:: WHAT YOU ARE ASKED TO DO ::
From the records below, copy each line that has the word "latches" in it.

:: INFORMATION SHOWN ::
______________________________
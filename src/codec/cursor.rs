//! Latched-validity field cursor over a fixed-width record line
//!
//! The cursor is the primitive both file parsers are built on. Its contract
//! is deliberately strict: every operation advances the position by the
//! declared field width *whether or not the field was valid*, and failures
//! are OR-ed into a latched validity flag instead of short-circuiting. A
//! mismatched literal early in a record therefore never shifts the offsets
//! of the fields after it. This offset preservation is load-bearing for
//! recovering the valid tail of a partially corrupt record.

use tracing::warn;

use crate::types::ResultCode;

/// Cursor over one record line with position tracking and latched validity
#[derive(Debug)]
pub struct FieldCursor<'a> {
    line: &'a str,
    file_name: &'a str,
    line_number: u64,
    position: usize,
    valid: bool,
}

impl<'a> FieldCursor<'a> {
    /// Create a cursor at the start of a line
    ///
    /// # Arguments
    ///
    /// * `line` - The record line, without its trailing delimiter
    /// * `line_number` - 1-based line number, for log context
    /// * `file_name` - Name of the file being parsed, for log context
    pub fn new(line: &'a str, line_number: u64, file_name: &'a str) -> Self {
        FieldCursor {
            line,
            file_name,
            line_number,
            position: 0,
            valid: true,
        }
    }

    /// Verify that the next field equals an expected literal
    ///
    /// Extracts `expected.len()` characters at the current position and
    /// compares them to `expected`. A mismatch (or a line too short to hold
    /// the field) logs a structured warning and latches the cursor invalid.
    /// The position advances by the field width regardless of the outcome.
    pub fn verify_literal(&mut self, field_name: &str, expected: &str) {
        let width = expected.len();
        let actual = self.line.get(self.position..self.position + width);

        match actual {
            Some(actual) if actual == expected => {}
            Some(actual) => {
                warn!(
                    code = ResultCode::InvalidRecord.code(),
                    field = field_name,
                    expected,
                    actual,
                    line = self.line_number,
                    file = self.file_name,
                    "record field did not match expected literal"
                );
                self.valid = false;
            }
            None => {
                self.warn_end_of_record(field_name);
                self.valid = false;
            }
        }

        self.position += width;
    }

    /// Extract the next field of the given width
    ///
    /// Returns the field slice, or `None` when the line is too short to
    /// contain it (logged as an unexpected end of record). The position
    /// advances by `width` and validity latches on failure, exactly as with
    /// [`verify_literal`].
    pub fn extract_field(&mut self, field_name: &str, width: usize) -> Option<&'a str> {
        let value = self.line.get(self.position..self.position + width);

        if value.is_none() {
            self.warn_end_of_record(field_name);
            self.valid = false;
        }

        self.position += width;
        value
    }

    /// Mark the record invalid from outside the cursor
    ///
    /// Used by parsers when a field extracted successfully but failed a
    /// decode step (e.g. a numeric field that does not parse).
    pub fn invalidate(&mut self) {
        self.valid = false;
    }

    /// Whether every operation so far succeeded
    pub fn is_valid(&self) -> bool {
        self.valid
    }

    /// Current position within the line
    pub fn position(&self) -> usize {
        self.position
    }

    fn warn_end_of_record(&self, field_name: &str) {
        warn!(
            code = ResultCode::UnexpectedEndOfRecord.code(),
            field = field_name,
            line = self.line_number,
            file = self.file_name,
            "unexpected end of record"
        );
    }
}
______________________________
:: TASK SOLUTION ::
    /// the field) logs a structured warning and latches the cursor invalid.
    /// advances by `width` and validity latches on failure, exactly as with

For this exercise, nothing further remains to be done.